Figures for new UK car registrations were up by 28% in June, but the sector’s rebound from the impact of the pandemic continues to be constrained by a global shortage of semiconductors.
The latest figures from industry body the Society of Motor Manufacturers and Traders (SMMT) showed there were 186,126 registrations in the month, though this fell short of Q2 expectations.
Mike Hawes, CEO of the SMMT, told the Guardian that with the vaccine rollout underway and confidence increasing “the automotive sector is now battling against a ‘long Covid’ of vehicle supply challenges”.
Back of the queue
Time magazine reports that the chip shortage stems from last year’s lockdowns.
Collapsing car sales caused car manufacturers to cut their parts orders, including semiconductors.
Chip manufacturers shifted to other markets and when demand from car producers returned, they could not service it.
Chips are down
A new car can contain more than 1,000 of the semiconductor chips.
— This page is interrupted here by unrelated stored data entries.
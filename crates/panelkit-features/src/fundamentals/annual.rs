//! Annual fundamentals: book equity, accruals, asset growth, sales growth and
//! net share issuance.

use super::{FIRM, PERIOD};
use crate::error::Result;
use crate::feature::{Feature, diff, lag};
use crate::ratios::safe_div;
use polars::prelude::*;
use serde::{Deserialize, Serialize};

/// Columns read by [`AnnualFundamentals`].
pub const ANNUAL_INPUTS: &[&str] = &[
    "gvkey", "datadate", "at", "seq", "txditc", "pstkrv", "pstkl", "pstk", "act", "dlc", "che",
    "lct", "ppegt", "ao", "sale", "csho", "ajex",
];

/// Columns zero-filled before differencing.
const ZERO_FILLED: &[&str] = &["act", "dlc", "che", "lct", "txditc"];

/// Configuration for [`AnnualFundamentals`]
#[derive(Debug, Clone, Serialize, Deserialize)]
pub struct AnnualFundamentalsConfig {
    /// Horizons, in periods, of the compound annual sales growth columns
    /// `sg_{k}y` (default: 1, 3, 5)
    pub sales_horizons: Vec<u32>,
}

impl Default for AnnualFundamentalsConfig {
    fn default() -> Self {
        Self {
            sales_horizons: vec![1, 3, 5],
        }
    }
}

/// Derived annual columns:
///
/// - `ps`: preferred stock, first present of `pstkrv`, `pstkl`, `pstk`, else 0
/// - `be = seq + txditc - ps` with `txditc` zero-filled
/// - `acc = Δact + Δdlc - Δche - Δlct` over zero-filled inputs
/// - `at_l1`, `at_avg = (at + at_l1) / 2`, `ag = at / at_l1 - 1`
/// - `ppegt_diff`, `ao_diff`
/// - `sale_l{k}` and `sg_{k}y = (sale / sale_l{k})^(1/k) - 1`
/// - `adj_csho = csho * ajex`, `adj_csho_l1`, `nsi = ln(adj_csho / adj_csho_l1)`
///
/// Growth rates are missing when the lagged value is missing or not
/// positive; multi-period rates also when the sales ratio is negative.
/// `nsi` is missing unless the share ratio is positive.
#[derive(Debug, Default)]
pub struct AnnualFundamentals {
    config: AnnualFundamentalsConfig,
}

impl AnnualFundamentals {
    /// Create with the given configuration.
    pub const fn with_config(config: AnnualFundamentalsConfig) -> Self {
        Self { config }
    }
}

/// Compound per-period growth over `k` periods.
fn compound_growth(current: &str, lagged: &str, k: u32) -> Expr {
    let ratio = col(current) / col(lagged);
    let positive_lag = col(lagged).gt(lit(0.0));
    if k == 1 {
        return when(positive_lag)
            .then(ratio - lit(1.0))
            .otherwise(lit(NULL));
    }
    when(positive_lag.and(ratio.clone().gt_eq(lit(0.0))))
        .then(ratio.pow(lit(1.0 / f64::from(k))) - lit(1.0))
        .otherwise(lit(NULL))
}

impl Feature for AnnualFundamentals {
    fn name(&self) -> &str {
        "annual_fundamentals"
    }

    fn required_columns(&self) -> &[&str] {
        ANNUAL_INPUTS
    }

    fn compute(&self, data: LazyFrame) -> Result<LazyFrame> {
        let preferred = when(col("pstkrv").is_not_null())
            .then(col("pstkrv"))
            .when(col("pstkl").is_not_null())
            .then(col("pstkl"))
            .when(col("pstk").is_not_null())
            .then(col("pstk"))
            .otherwise(lit(0.0));

        let mut stage1: Vec<Expr> = ZERO_FILLED
            .iter()
            .map(|c| col(*c).fill_null(lit(0.0)))
            .collect();
        stage1.push(preferred.alias("ps"));
        stage1.push((col("csho") * col("ajex")).alias("adj_csho"));

        let mut stage2 = vec![
            (col("seq") + col("txditc") - col("ps")).alias("be"),
            diff("act", FIRM).alias("act_ch"),
            diff("dlc", FIRM).alias("dlc_ch"),
            diff("che", FIRM).alias("che_ch"),
            diff("lct", FIRM).alias("lct_ch"),
            lag("at", 1, FIRM).alias("at_l1"),
            diff("ppegt", FIRM).alias("ppegt_diff"),
            diff("ao", FIRM).alias("ao_diff"),
            lag("adj_csho", 1, FIRM).alias("adj_csho_l1"),
        ];
        stage2.extend(
            self.config
                .sales_horizons
                .iter()
                .map(|k| lag("sale", i64::from(*k), FIRM).alias(format!("sale_l{}", k))),
        );

        let mut stage3 = vec![
            (col("act_ch") + col("dlc_ch") - col("che_ch") - col("lct_ch")).alias("acc"),
            ((col("at") + col("at_l1")) / lit(2.0)).alias("at_avg"),
            (safe_div(col("at"), col("at_l1")) - lit(1.0)).alias("ag"),
            {
                let ratio = safe_div(col("adj_csho"), col("adj_csho_l1"));
                when(ratio.clone().gt(lit(0.0)))
                    .then(ratio.log(std::f64::consts::E))
                    .otherwise(lit(NULL))
                    .alias("nsi")
            },
        ];
        stage3.extend(self.config.sales_horizons.iter().map(|k| {
            compound_growth("sale", &format!("sale_l{}", k), *k).alias(format!("sg_{}y", k))
        }));

        Ok(data
            .sort([FIRM, PERIOD], Default::default())
            .with_columns(stage1)
            .with_columns(stage2)
            .with_columns(stage3))
    }
}
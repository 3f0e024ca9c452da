//! CRSP/IBES link.

use crate::error::{Result, require_columns};
use crate::interval::IntervalJoin;
use panelkit_data::wrds::ibes::MAX_LINK_SCORE;
use polars::prelude::*;
use tracing::info;

/// Attach the IBES `ticker` to every CRSP security-month inside an
/// `[sdate, edate]` link window.
///
/// `iclink` is the normalized link from
/// [`pull_crsp_ibes_link`](panelkit_data::wrds::pull_crsp_ibes_link). Links
/// with a score above the acceptance threshold are discarded; a null score
/// means the source table had no score column and the link is kept.
pub fn merge_crsp_ibes(crsp_m: &DataFrame, iclink: &DataFrame) -> Result<DataFrame> {
    require_columns(iclink, "IBES link", &["permno", "ticker", "sdate", "edate"])?;

    let links = if iclink.column("score").is_ok() {
        iclink
            .clone()
            .lazy()
            .filter(
                col("score")
                    .is_null()
                    .or(col("score").lt_eq(lit(MAX_LINK_SCORE))),
            )
            .collect()?
    } else {
        iclink.clone()
    };

    let linked = IntervalJoin::new("permno", "yearmonth", "sdate", "edate").join(crsp_m, &links)?;

    info!(
        security_months = crsp_m.height(),
        linked = linked.height(),
        "linked CRSP to IBES"
    );
    Ok(linked)
}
The parts shortage is expected to lower global output by 3.9 million vehicles in 2021, or 4.6%.
Us auto giant Ford expects to produce 1.1 million fewer vehicles leading to a $2.5bn loss of earnings.
'Continued high demand'
US car producers are facing the same supply predicament, according to CNN, but have also seen demand grow.
GM, Toyota, Hyundai and Stellantis – whose marques include Chrysler, Fiat and Opel – all saw year on year rises and Q2 increases on Q1.
“We expect continued high demand in the second half of this year and into 2022,” said General Motors’ (GM) chief economist Elaine Buckberg.